Netflix Streaming Pick: Review Of BBC Drama, 'Blood and Oil' (Naomie Harris, David Oyelowo Star)

The BBC two-part drama, Blood and Oil, which couldn’t be more topical, is now streaming on Netflix for USA audiences.

Every now and then the BBC will turn out a decent contemporary drama that doesn’t draw from a Jane Austen or Charles Dickens novel of which Blood and Oil was the latest. At best, I expected a typical made-for-white-audience production with familiar cliches and themes surrounding Nigeria such as corruption, massive poverty despite its oil resources, mismanagement and misappriation of wealth.

However, while these themes certainly were clearly present, the story unfolds mainly from the point of view of well developed black characters.

As if this wasn’t surprising enough, at the heart of the story are two women – one black, one white – with links to the oil rich Niger delta region of Nigeria. Though it shares its name, Blood and Oil, with Michael T Klare’s 2008 documentary which calls for a radical re-thinking of US energy policy, particularly in the Middle East, this BBC drama, a taut, well paced thriller, centres around the kidnapping of four employees of a Western oil company operating in the oil rich Nigerian region of the Niger delta.

It takes a frighteningly plausible “what if” scenario and runs with it at warp speed, turning out the kind of production that would have made a superb feature film (if edited down from it ‘s current 3 hours to about 2).

Though filmed in South Africa, this TV drama had the kind of layered story, acting and technical quality I dearly wish Nollywood could regularly muster.
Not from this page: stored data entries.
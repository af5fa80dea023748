//! The builtin library every interpreter starts with. All of it goes
//! through the same [`Library`] bridge the embedding agent uses for its own
//! bindings.

use crate::collections::{Map, TrieVector};
use crate::env::Environment;
use crate::eval::{EvalError, EvalErrorKind, EvalOutcome, Unwind};
use crate::install::{Library, PrimitiveDef};
use crate::interp::Interpreter;
use crate::seq::Seq;
use crate::source::Origin;
use crate::value::{Pair, Value};
use std::rc::Rc;

macro_rules! check_arity {
    ($name:expr, $args:expr, $origin:expr, exactly $n:expr) => {
        if $args.len() != $n {
            return Err(EvalError::arity($name, stringify!($n), $args.len(), $origin).into());
        }
    };
    ($name:expr, $args:expr, $origin:expr, at_least $n:expr) => {
        if $args.len() < $n {
            return Err(EvalError::arity(
                $name,
                concat!("at least ", stringify!($n)),
                $args.len(),
                $origin,
            )
            .into());
        }
    };
}

pub struct CoreLibrary;

impl Library for CoreLibrary {
    fn primitives(&self) -> Vec<PrimitiveDef> {
        vec![
            PrimitiveDef::evaluated("+", prim_add),
            PrimitiveDef::evaluated("-", prim_sub),
            PrimitiveDef::evaluated("*", prim_mul),
            PrimitiveDef::evaluated("/", prim_div),
            PrimitiveDef::evaluated("=", prim_eq),
            PrimitiveDef::evaluated("<", prim_lt),
            PrimitiveDef::evaluated("<=", prim_le),
            PrimitiveDef::evaluated(">", prim_gt),
            PrimitiveDef::evaluated(">=", prim_ge),
            PrimitiveDef::evaluated("not", prim_not),
            PrimitiveDef::raw("and", prim_and),
            PrimitiveDef::raw("or", prim_or),
            PrimitiveDef::raw_macro("when", prim_when),
            PrimitiveDef::evaluated("nil?", prim_is_nil),
            PrimitiveDef::evaluated("pair?", prim_is_pair),
            PrimitiveDef::evaluated("symbol?", prim_is_symbol),
            PrimitiveDef::evaluated("keyword?", prim_is_keyword),
            PrimitiveDef::evaluated("string?", prim_is_string),
            PrimitiveDef::evaluated("number?", prim_is_number),
            PrimitiveDef::evaluated("vector?", prim_is_vector),
            PrimitiveDef::evaluated("map?", prim_is_map),
            PrimitiveDef::evaluated("fn?", prim_is_fn),
            PrimitiveDef::evaluated("cons", prim_cons),
            PrimitiveDef::evaluated("first", prim_first),
            PrimitiveDef::evaluated("rest", prim_rest),
            PrimitiveDef::evaluated("list", prim_list),
            PrimitiveDef::evaluated("len", prim_len),
            PrimitiveDef::evaluated("vector", prim_vector),
            PrimitiveDef::evaluated("vec-get", prim_vec_get),
            PrimitiveDef::evaluated("vec-push", prim_vec_push),
            PrimitiveDef::evaluated("sub-vec", prim_sub_vec),
            PrimitiveDef::evaluated("hash-map", prim_hash_map),
            PrimitiveDef::evaluated("get", prim_get),
            PrimitiveDef::evaluated("assoc", prim_assoc),
            PrimitiveDef::evaluated("dissoc", prim_dissoc),
            PrimitiveDef::evaluated("keys", prim_keys),
            PrimitiveDef::evaluated("vals", prim_vals),
            PrimitiveDef::evaluated("str", prim_str),
            PrimitiveDef::evaluated("println", prim_println),
            PrimitiveDef::evaluated("apply", prim_apply),
        ]
    }
}

#[derive(Clone, Copy)]
enum Num {
    Int(i64),
    Float(f64),
}

impl Num {
    fn from_value(value: &Value, origin: &Origin) -> Result<Num, Unwind> {
        match value {
            Value::Int(n) => Ok(Num::Int(*n)),
            Value::Float(n) => Ok(Num::Float(*n)),
            other => Err(EvalError::type_mismatch("a number", other, origin).into()),
        }
    }

    fn to_value(self) -> Value {
        match self {
            Num::Int(n) => Value::Int(n),
            Num::Float(n) => Value::Float(n),
        }
    }

    fn as_f64(self) -> f64 {
        match self {
            Num::Int(n) => n as f64,
            Num::Float(n) => n,
        }
    }
}

/// Combine two numbers, promoting to float when either side is one.
/// Integer arithmetic wraps rather than panicking; a counter that runs off
/// the end of `i64` is the script's problem, not a worker crash.
fn combine(
    a: Num,
    b: Num,
    int_op: fn(i64, i64) -> i64,
    float_op: fn(f64, f64) -> f64,
) -> Num {
    match (a, b) {
        (Num::Int(x), Num::Int(y)) => Num::Int(int_op(x, y)),
        (x, y) => Num::Float(float_op(x.as_f64(), y.as_f64())),
    }
}

fn prim_add(_: &mut Interpreter, args: Vec<Value>, origin: &Origin) -> EvalOutcome {
    let mut acc = Num::Int(0);
    for arg in &args {
        acc = combine(acc, Num::from_value(arg, origin)?, i64::wrapping_add, |a, b| a + b);
    }
    Ok(acc.to_value())
}

fn prim_sub(_: &mut Interpreter, args: Vec<Value>, origin: &Origin) -> EvalOutcome {
    check_arity!("-", args, origin, at_least 1);
    let first = Num::from_value(&args[0], origin)?;
    if args.len() == 1 {
        return Ok(combine(Num::Int(0), first, i64::wrapping_sub, |a, b| a - b).to_value());
    }
    let mut acc = first;
    for arg in &args[1..] {
        acc = combine(acc, Num::from_value(arg, origin)?, i64::wrapping_sub, |a, b| a - b);
    }
    Ok(acc.to_value())
}

fn prim_mul(_: &mut Interpreter, args: Vec<Value>, origin: &Origin) -> EvalOutcome {
    let mut acc = Num::Int(1);
    for arg in &args {
        acc = combine(acc, Num::from_value(arg, origin)?, i64::wrapping_mul, |a, b| a * b);
    }
    Ok(acc.to_value())
}

fn prim_div(_: &mut Interpreter, args: Vec<Value>, origin: &Origin) -> EvalOutcome {
    check_arity!("/", args, origin, at_least 2);
    let mut acc = Num::from_value(&args[0], origin)?;
    for arg in &args[1..] {
        let divisor = Num::from_value(arg, origin)?;
        if let (Num::Int(_), Num::Int(0)) = (acc, divisor) {
            return Err(EvalError::new(EvalErrorKind::DivideByZero, origin).into());
        }
        acc = combine(acc, divisor, i64::wrapping_div, |a, b| a / b);
    }
    Ok(acc.to_value())
}

fn prim_eq(_: &mut Interpreter, args: Vec<Value>, origin: &Origin) -> EvalOutcome {
    check_arity!("=", args, origin, at_least 2);
    Ok(Value::Bool(args.windows(2).all(|w| w[0] == w[1])))
}

fn compare_chain(
    name: &str,
    args: &[Value],
    origin: &Origin,
    ok: fn(std::cmp::Ordering) -> bool,
) -> EvalOutcome {
    check_arity!(name, args, origin, at_least 2);
    for pair in args.windows(2) {
        let a = Num::from_value(&pair[0], origin)?.as_f64();
        let b = Num::from_value(&pair[1], origin)?.as_f64();
        let Some(ordering) = a.partial_cmp(&b) else {
            return Ok(Value::Bool(false));
        };
        if !ok(ordering) {
            return Ok(Value::Bool(false));
        }
    }
    Ok(Value::Bool(true))
}

fn prim_lt(_: &mut Interpreter, args: Vec<Value>, origin: &Origin) -> EvalOutcome {
    compare_chain("<", &args, origin, std::cmp::Ordering::is_lt)
}

fn prim_le(_: &mut Interpreter, args: Vec<Value>, origin: &Origin) -> EvalOutcome {
    compare_chain("<=", &args, origin, std::cmp::Ordering::is_le)
}

fn prim_gt(_: &mut Interpreter, args: Vec<Value>, origin: &Origin) -> EvalOutcome {
    compare_chain(">", &args, origin, std::cmp::Ordering::is_gt)
}

fn prim_ge(_: &mut Interpreter, args: Vec<Value>, origin: &Origin) -> EvalOutcome {
    compare_chain(">=", &args, origin, std::cmp::Ordering::is_ge)
}

fn prim_not(_: &mut Interpreter, args: Vec<Value>, origin: &Origin) -> EvalOutcome {
    check_arity!("not", args, origin, exactly 1);
    Ok(Value::Bool(!args[0].is_truthy()))
}

/// Short-circuit conjunction over unevaluated forms.
fn prim_and(
    interp: &mut Interpreter,
    env: &Rc<Environment>,
    forms: Seq,
    _: &Origin,
) -> EvalOutcome {
    let mut last = Value::Bool(true);
    for form in forms {
        last = interp.eval(&form, env)?;
        if !last.is_truthy() {
            return Ok(last);
        }
    }
    Ok(last)
}

fn prim_or(
    interp: &mut Interpreter,
    env: &Rc<Environment>,
    forms: Seq,
    _: &Origin,
) -> EvalOutcome {
    for form in forms {
        let value = interp.eval(&form, env)?;
        if value.is_truthy() {
            return Ok(value);
        }
    }
    Ok(Value::Nil)
}

/// `(when test body...)` expands to a single-clause `cond`.
fn prim_when(
    _: &mut Interpreter,
    _: &Rc<Environment>,
    forms: Seq,
    origin: &Origin,
) -> EvalOutcome {
    let items: Vec<Value> = forms.collect();
    if items.is_empty() {
        return Err(EvalError::arity("when", "at least 1", 0, origin).into());
    }
    let clause = Value::list_from(items, origin);
    Ok(Value::list_from(vec![Value::symbol("cond"), clause], origin))
}
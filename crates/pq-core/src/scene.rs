use std::collections::BTreeMap;

use serde::{Deserialize, Serialize};

/// A rectangular pixel region, `(x, y)` top-left corner plus extent.
///
/// Interaction regions are authored as edge coordinates and derived via
/// [`Region::from_edges`]; scene map placements carry width and height
/// directly.
#[derive(Debug, Clone, Copy, PartialEq, Eq, Serialize, Deserialize)]
pub struct Region {
    pub x: i64,
    pub y: i64,
    pub width: i64,
    pub height: i64,
}

impl Region {
    /// Build a region from edge coordinates: `(left, top, right - left,
    /// bottom - top)`.
    pub fn from_edges(left: i64, top: i64, right: i64, bottom: i64) -> Self {
        Self {
            x: left,
            y: top,
            width: right - left,
            height: bottom - top,
        }
    }
}

/// A scene: a visitable location, a spot on the world map, both, or neither.
#[derive(Debug, Clone, Default, Serialize, Deserialize)]
#[serde(rename_all = "camelCase")]
pub struct Scene {
    pub name: Option<String>,
    /// Clickable placement on the world map, if the scene is mapped.
    pub map_region: Option<Region>,
    /// Tooltip shown on the map; defaults to the scene name.
    pub tooltip: Option<String>,
    /// Background image, if the scene is visitable.
    pub bg_image: Option<String>,
    /// Background dimensions in pixels, `(width, height)`.
    pub bg_size: Option<(i64, i64)>,
    /// Set only for visitable scenes.
    pub indoors: Option<bool>,
    /// Interactions in source declaration order.
    pub interactions: Vec<SceneInteraction>,
}

impl Scene {
    /// Create an empty scene.
    pub fn new() -> Self {
        Self::default()
    }
}

/// A clickable interaction within a scene.
///
/// Links to an item or character by name only — the interaction does not own
/// the referenced entity, and the compiler does not verify it exists.
#[derive(Debug, Clone, Default, Serialize, Deserialize)]
#[serde(rename_all = "camelCase")]
pub struct SceneInteraction {
    pub name: Option<String>,
    pub linked_item: Option<String>,
    pub linked_character: Option<String>,
    pub default_action: Option<String>,
    pub default_state: Option<String>,
    pub overlay_image: Option<String>,
    /// Action verb (e.g. `Talk`) to its ordered condition→action mappings.
    pub action_mappings: BTreeMap<String, Vec<ActionMapping>>,
    /// Named actions local to this interaction.
    pub actions: BTreeMap<String, Action>,
    /// States in source declaration order; the first whose condition holds
    /// (or the first catchall) is active.
    pub states: Vec<InteractionState>,
}

impl SceneInteraction {
    /// Create an empty interaction.
    pub fn new() -> Self {
        Self::default()
    }
}

/// One conditional visual/behavioral state of an interaction.
#[derive(Debug, Clone, Default, Serialize, Deserialize)]
#[serde(rename_all = "camelCase")]
pub struct InteractionState {
    pub name: String,
    /// `None` is a catchall: the state always matches.
    pub condition: Option<String>,
    pub tooltip: Option<String>,
    pub image: Option<String>,
    /// Clickable region; absent when the source edges are missing or
    /// non-numeric (e.g. an item already taken has no hotspot).
    pub region: Option<Region>,
    pub enabled: bool,
    pub visible: bool,
}

/// One entry of an action map: when `condition` holds (or unconditionally
/// for a catchall), `action` runs.
#[derive(Debug, Clone, Default, Serialize, Deserialize)]
#[serde(rename_all = "camelCase")]
pub struct ActionMapping {
    /// `None` is a catchall that terminates effective evaluation.
    pub condition: Option<String>,
    pub item: Option<String>,
    pub action: Option<String>,
    /// Verb inherited from the enclosing action map.
    pub verb: Option<String>,
    /// Connective phrase inherited from the enclosing action map.
    pub connective: Option<String>,
}

/// A named, ordered command sequence.
#[derive(Debug, Clone, Default, Serialize, Deserialize)]
#[serde(rename_all = "camelCase")]
pub struct Action {
    pub name: String,
    pub commands: Vec<Command>,
}

/// A single game command. Closed set: the serializer's `event` tag mapping
/// is total over exactly these variants.
#[derive(Debug, Clone, PartialEq, Eq, Serialize, Deserialize)]
#[serde(tag = "event", rename_all = "lowercase")]
pub enum Command {
    /// Show narration text.
    Narrate {
        /// The narration text.
        content: String,
    },
    /// Move the player to another scene.
    MoveTo {
        /// Target scene name.
        destination: String,
    },
    /// Grant a game flag.
    Grant {
        /// Flag name.
        flag: String,
    },
    /// Put an item into the player's inventory.
    Take {
        /// Item name.
        item: String,
    },
}
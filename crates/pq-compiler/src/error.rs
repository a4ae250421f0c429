/// A failure of the external content source.
#[derive(Debug, Clone, thiserror::Error)]
pub enum SourceError {
    /// The requested page does not exist.
    #[error("page not found: \"{0}\"")]
    PageNotFound(String),

    /// The requested category does not exist.
    #[error("category not found: \"{0}\"")]
    CategoryNotFound(String),

    /// Transport-level failure (I/O, malformed payload, ...).
    #[error("content source failure: {0}")]
    Transport(String),
}

/// A structural compile error.
///
/// Raised where a specific template shape is required and the source
/// violates it. Aborts compilation of the immediately enclosing entity
/// (one dialogue, one action) but never its siblings; the orchestrator is
/// the only place a `CompileError` stops a whole category.
#[derive(Debug, Clone, thiserror::Error)]
pub enum CompileError {
    /// A specific template name was required.
    #[error("expected \"{expected}\" template, got \"{found}\"")]
    UnexpectedTemplate {
        /// The required template name.
        expected: &'static str,
        /// The name actually found.
        found: String,
    },

    /// A template carried the wrong number of arguments.
    #[error("\"{template}\" template must have exactly {expected} argument(s), got {found}")]
    WrongArgCount {
        /// The offending template name.
        template: &'static str,
        /// Required argument count.
        expected: usize,
        /// Actual argument count.
        found: usize,
    },

    /// A parameter value had to hold exactly one nested template.
    #[error("expected exactly 1 \"{expected}\" template in parameter value, found {found}")]
    NotExactlyOne {
        /// What the single template should have been.
        expected: &'static str,
        /// How many top-level templates the value held.
        found: usize,
    },

    /// A required named parameter was absent.
    #[error("\"{template}\" template is missing its \"{param}\" parameter")]
    MissingParameter {
        /// The template requiring the parameter.
        template: &'static str,
        /// The absent parameter key.
        param: &'static str,
    },

    /// The content source failed.
    #[error(transparent)]
    Source(#[from] SourceError),
}
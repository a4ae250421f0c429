//! Core types for Pagequest: the compiled game world model.
//!
//! This crate defines the data model that the wiki compiler produces. It is
//! independent of the markup parser — you can construct a [`World`]
//! programmatically or serialize one straight to JSON for the game client.
//!
//! The command and dialogue event types are closed enums tagged with `event`
//! on the wire, so a client switching on the tag sees exactly the variants
//! defined here and nothing else.

/// Characters and their dialogue trees.
pub mod character;
/// Image reference accumulator shared across a compile run.
pub mod image;
/// Inventory items.
pub mod item;
/// Scenes, interactions, states, actions, and commands.
pub mod scene;
/// The top-level world aggregate.
pub mod world;

/// Re-export character and dialogue types.
pub use character::{Character, Dialogue, DialogueEvent, DialogueOption};
/// Re-export the image reference accumulator.
pub use image::ImageRefs;
/// Re-export the item type.
pub use item::Item;
/// Re-export scene types.
pub use scene::{Action, ActionMapping, Command, InteractionState, Region, Scene, SceneInteraction};
/// Re-export the world aggregate.
pub use world::World;
pub mod build;
pub mod check;
pub mod export;

use std::path::Path;

use colored::Colorize;
use pq_compiler::{CompileResult, Severity, WorldCompiler};
use pq_core::World;

use crate::dir_source::DirSource;

/// Compile a wiki page directory and print diagnostics.
/// Returns the compiled world if there are no errors.
fn compile_dir(dir: &Path, verbose: bool) -> Result<World, String> {
    if !dir.is_dir() {
        return Err(format!("not a directory: {}", dir.display()));
    }
    let result = WorldCompiler::new(DirSource::new(dir)).compile();
    print_diagnostics(&result, verbose);

    if result.has_errors() {
        Err("compilation failed with errors".into())
    } else {
        Ok(result.world)
    }
}

/// Print the diagnostic trail to stderr, colored by severity.
fn print_diagnostics(result: &CompileResult, verbose: bool) {
    for diag in result.diagnostics.iter() {
        if diag.severity == Severity::Debug && !verbose {
            continue;
        }
        let line = diag.to_string();
        let line = match diag.severity {
            Severity::Error => line.red().to_string(),
            Severity::Warning => line.yellow().to_string(),
            Severity::Debug => line.dimmed().to_string(),
            Severity::Info => line,
        };
        eprintln!("{line}");
    }

    let errors = result.diagnostics.count(Severity::Error);
    let warnings = result.diagnostics.count(Severity::Warning);
    if errors > 0 {
        eprintln!(
            "  {} error{}, {} warning{}",
            errors,
            if errors == 1 { "" } else { "s" },
            warnings,
            if warnings == 1 { "" } else { "s" },
        );
    } else if warnings > 0 {
        eprintln!(
            "  {} warning{}",
            warnings,
            if warnings == 1 { "" } else { "s" },
        );
    }
}

/// One-line entity summary shared by build and check.
fn summarize(world: &World) -> String {
    format!(
        "  {} scenes, {} characters, {} items, {} images",
        world.scenes.len(),
        world.characters.len(),
        world.items.len(),
        world.image_refs.len(),
    )
}
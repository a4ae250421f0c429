//! Wiki markup template extraction for Pagequest.
//!
//! The compiler's only view of a wiki page is the sequence of templates it
//! contains. [`extract_templates`] walks raw markup and yields every
//! top-level template in document order; templates nested inside a
//! parameter value are kept verbatim in the raw value and extracted on
//! demand by whichever consumer owns that parameter.
//!
//! Extraction is a pure function of the input text and never fails:
//! unbalanced markup simply yields fewer templates.

/// Tokenization of raw markup.
pub mod lexer;
/// Token-stream parsing into templates.
pub mod parser;
/// Template and parameter map types.
pub mod template;

/// Re-export the extraction entry points.
pub use parser::extract_templates;
/// Re-export template types.
pub use template::{NotExactlyOne, ParamMap, Template, single_template};
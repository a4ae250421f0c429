use pq_core::{Character, ImageRefs, Item, Scene, World};
use pq_wiki::{ParamMap, Template, extract_templates};

use crate::diagnostics::Diagnostics;
use crate::error::CompileError;
use crate::source::ContentSource;

/// Title of the page carrying the world infobox.
pub const WORLD_PAGE: &str = "The World";
/// Category listing every scene page.
pub const SCENES_CATEGORY: &str = "Category:Scenes";
/// Category listing every character page.
pub const CHARACTERS_CATEGORY: &str = "Category:Characters";
/// Category listing every item page.
pub const ITEMS_CATEGORY: &str = "Category:Items";

/// Result of one compile run.
///
/// The world is best effort: a fatal failure mid-run still returns whatever
/// was assigned before it, so check [`CompileResult::has_errors`] before
/// treating the model as complete.
#[derive(Debug)]
pub struct CompileResult {
    /// The compiled world (may be partial if errors occurred).
    pub world: World,
    /// The diagnostic trail of the run.
    pub diagnostics: Diagnostics,
}

impl CompileResult {
    /// Returns `true` if any diagnostic has error severity.
    pub fn has_errors(&self) -> bool {
        self.diagnostics.has_errors()
    }
}

/// The compiler orchestrator: fetches pages from a [`ContentSource`],
/// dispatches their templates to the entity compilers, and runs the image
/// resolver over the finished aggregate.
pub struct WorldCompiler<S> {
    pub(crate) source: S,
    pub(crate) diagnostics: Diagnostics,
    pub(crate) image_refs: ImageRefs,
}

impl<S: ContentSource> WorldCompiler<S> {
    /// Create a compiler over a content source.
    pub fn new(source: S) -> Self {
        Self {
            source,
            diagnostics: Diagnostics::new(),
            image_refs: ImageRefs::new(),
        }
    }

    /// Run one full compile pass.
    ///
    /// Any failure that escapes a category's compilation is caught here,
    /// exactly once: it is logged as fatal and the partially-built world is
    /// returned rather than discarded.
    pub fn compile(mut self) -> CompileResult {
        self.diagnostics.info("Starting compile.");
        let mut world = World::new();

        if let Err(e) = self.compile_world_page(&mut world) {
            self.fatal(&e);
        } else if let Err(e) = self.compile_categories(&mut world) {
            self.fatal(&e);
        }

        world.image_refs = std::mem::take(&mut self.image_refs);
        CompileResult {
            world,
            diagnostics: self.diagnostics,
        }
    }

    fn fatal(&mut self, error: &CompileError) {
        self.diagnostics
            .error("Fatal error during compilation: unhandled failure.");
        self.diagnostics.debug(error.to_string());
    }

    fn compile_world_page(&mut self, world: &mut World) -> Result<(), CompileError> {
        let text = self.source.fetch_page(WORLD_PAGE)?;
        for template in extract_templates(&text) {
            if template.name == "Infobox World" {
                self.apply_world_info(world, &template.params);
            }
        }
        Ok(())
    }

    /// Categories are assigned to the world one at a time, so a fatal
    /// failure in a later category keeps every earlier one.
    fn compile_categories(&mut self, world: &mut World) -> Result<(), CompileError> {
        world.scenes = self.compile_all_scenes()?;
        world.characters = self.compile_all_characters()?;
        world.items = self.compile_all_items()?;
        self.resolve_images()?;
        Ok(())
    }

    // -- World metadata --

    fn apply_world_info(&mut self, world: &mut World, params: &ParamMap) {
        world.map_name = params.get_text("map-name");
        world.image = params.get_text("image");
        self.register_image(world.image.as_deref());
        world.size = self.int_pair(params, "map-width", "map-height");
        world.pan_start = self.int_pair(params, "map-start-x", "map-start-y");
        world.zoom_start = self.int_field(params, "zoom-start");
        world.zoom_max = self.int_field(params, "zoom-max");
        world.viewport_restricted = params.get_text("viewport-restricted").as_deref() == Some("yes");
    }

    // -- Scenes --

    fn compile_all_scenes(&mut self) -> Result<Vec<Scene>, CompileError> {
        let pages = self.source.fetch_category_members(SCENES_CATEGORY)?;
        self.diagnostics
            .info(format!("Discovered {} scenes", pages.len()));
        let mut scenes = Vec::new();
        for page in pages {
            let templates = extract_templates(&page.text);
            scenes.push(self.compile_scene(&page.title, &templates));
        }
        Ok(scenes)
    }

    /// Compile one scene page. Exactly one scene comes out regardless of
    /// how many templates the page carried; unrecognized template names are
    /// incidental markup and ignored.
    fn compile_scene(&mut self, title: &str, templates: &[Template]) -> Scene {
        self.diagnostics.info(format!("Processing scene: {title}"));
        let mut scene = Scene::new();
        for template in templates {
            match template.name.as_str() {
                "Infobox Scene" => self.apply_scene_info(&mut scene, &template.params),
                "Scene Interaction" => {
                    let interaction = self.compile_interaction(&template.params);
                    scene.interactions.push(interaction);
                }
                _ => {}
            }
        }
        scene
    }

    fn apply_scene_info(&mut self, scene: &mut Scene, params: &ParamMap) {
        scene.name = params.get_text("name");

        if params.get_text("visitable").as_deref() == Some("yes") {
            scene.bg_image = params.get_text("bg-image");
            self.register_image(scene.bg_image.as_deref());
            scene.bg_size = self.int_pair(params, "bg-width", "bg-height");
            scene.indoors = Some(params.get_text_or("indoors", "no") == "yes");
        }

        if params.get_text("mapped").as_deref() == Some("yes") {
            scene.map_region = self.map_placement(params);
            scene.tooltip = params.get_text("tooltip").or_else(|| scene.name.clone());
        }
    }

    /// Map placements carry width and height directly (unlike interaction
    /// regions, which are edge-derived).
    fn map_placement(&mut self, params: &ParamMap) -> Option<pq_core::Region> {
        let x = self.int_field(params, "map-x")?;
        let y = self.int_field(params, "map-y")?;
        let width = self.int_field(params, "map-width")?;
        let height = self.int_field(params, "map-height")?;
        Some(pq_core::Region {
            x,
            y,
            width,
            height,
        })
    }

    // -- Characters --

    fn compile_all_characters(&mut self) -> Result<Vec<Character>, CompileError> {
        let pages = self.source.fetch_category_members(CHARACTERS_CATEGORY)?;
        self.diagnostics
            .info(format!("Discovered {} characters", pages.len()));
        let mut characters = Vec::new();
        for page in pages {
            let templates = extract_templates(&page.text);
            characters.push(self.compile_character(&page.title, &templates));
        }
        Ok(characters)
    }

    fn compile_character(&mut self, title: &str, templates: &[Template]) -> Character {
        self.diagnostics
            .info(format!("Processing character: {title}"));
        let mut character = Character::new();
        for template in templates {
            match template.name.as_str() {
                "Infobox Character" => {
                    let params = &template.params;
                    character.name = params.get_text("name");
                    character.tooltip = params.get_text("tooltip");
                    character.speech_color = params.get_text("speech-color");
                    character.image = params.get_text("image");
                    self.register_image(character.image.as_deref());
                }
                "Dialogue" => match self.compile_dialogue(&template.params) {
                    Ok(dialogue) => character.dialogues.push(dialogue),
                    Err(e) => self
                        .diagnostics
                        .error(format!("Skipping dialogue in \"{title}\": {e}")),
                },
                _ => {}
            }
        }
        character
    }

    // -- Items --

    fn compile_all_items(&mut self) -> Result<Vec<Item>, CompileError> {
        let pages = self.source.fetch_category_members(ITEMS_CATEGORY)?;
        self.diagnostics
            .info(format!("Discovered {} items", pages.len()));
        let mut items = Vec::new();
        for page in pages {
            let templates = extract_templates(&page.text);
            items.push(self.compile_item(&page.title, &templates));
        }
        Ok(items)
    }

    fn compile_item(&mut self, title: &str, templates: &[Template]) -> Item {
        self.diagnostics.info(format!("Processing item: {title}"));
        let mut item = Item::new();
        for template in templates {
            if template.name == "Infobox Item" {
                let params = &template.params;
                item.name = params.get_text("name");
                item.inventory_tooltip = params.get_text("inventory-tooltip");
                item.inventory_icon = params.get_text("inventory-icon");
                self.register_image(item.inventory_icon.as_deref());
            }
        }
        item
    }

    // -- Shared helpers --

    /// Register a non-empty image field into the shared reference table.
    pub(crate) fn register_image(&mut self, image: Option<&str>) {
        if let Some(name) = image {
            if !name.is_empty() {
                self.image_refs.register(name);
            }
        }
    }

    /// Parse an integer field. A missing or non-integer value is a
    /// structural error for that field alone: logged, and `None` returned
    /// so only the field's assignment is lost.
    pub(crate) fn int_field(&mut self, params: &ParamMap, key: &str) -> Option<i64> {
        match params.get_text(key) {
            None => {
                self.diagnostics
                    .error(format!("Missing integer field \"{key}\"."));
                None
            }
            Some(raw) => match raw.parse() {
                Ok(n) => Some(n),
                Err(_) => {
                    self.diagnostics
                        .error(format!("Field \"{key}\" is not an integer: \"{raw}\"."));
                    None
                }
            },
        }
    }

    /// Parse two integer fields that only make sense together.
    fn int_pair(&mut self, params: &ParamMap, a: &str, b: &str) -> Option<(i64, i64)> {
        let first = self.int_field(params, a);
        let second = self.int_field(params, b);
        Some((first?, second?))
    }
}

/// Normalize a condition: absent or empty-after-trim means catchall.
pub(crate) fn condition_text(raw: Option<String>) -> Option<String> {
    raw.filter(|s| !s.is_empty())
}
Naomi Harris gives a great performance as Alice Omuka – a naïve, well-meaning PR exec whose main concern is with protecting the image of her oil company client. Although of Nigerian descent, with her middle class British upbringing (which, if my understanding of what middle class in the US means, might more accurately be described in American terms as upper class), up until this point her job seems mainly to have been an accessory or milestone to augment her already privileged lifestyle – good education, good home/family, good job…

Her first trip to Nigeria, and her father’s homeland, is on behalf of Krielson, a Western oil company. On this occasion, however, PR fluff comes up against the reality of corruption – skullduggeray, subterfuge, sabotage and insatiable greed; all accompanied with the subtle details of walled compounds of manicured lawns, floodlight tennis courts and swimming pools where western oil workers reside, juxtoposed with the not so subtle austere surroundings of the indigenous creek and waterfront dwellers.

As well as the themes mentioned earlier, is an update on a theme remiscent of colonial (or even antebellum) master forsaking a mundane middle class life for a somewhat hedonistic life of indulgence with a black “Angel” by his side (with Angel actually being the name of one of the bar-girl characters that “seduced” one of the kidnapped and murdered hostages; naturally incurring the hatred, angst and anger of the white wife).

With more than a touch of authenticity, there’s a typical Nigerian evangelical church scene in which the wife meets her husband’s “Angel” and lets rip her understandably post-traumatic and jealous rage.

Other subtle but authentic details included scenes of nubile young black women accompanying foreign/expatriate business men in sophisticated social settings; black people (of no or unknown status) being held back while foreign business men are ushered in/forward for entry into a hotel; and there also references to real-life groups and situations, such as MEND, which stands for Movement for the Emancipation of the Niger Delta a real organisation dedicated to localising control of Nigeria’s oil and securing reparations from the federal government for pollution caused by the oil industry, though they’re also seen, both by the Nigerian government and by international concerns, as terrorists; and also mention of the Ogoni people who came to international attention after a massive public protest campaign against Shell Oil following, in the 1990s, the shootings, killings and mass destruction of homes by Mobile Police Force of protesters against Shell, resulting in the death of an estimated 2,000 Ogoni people and displacement of an estimated 80,000.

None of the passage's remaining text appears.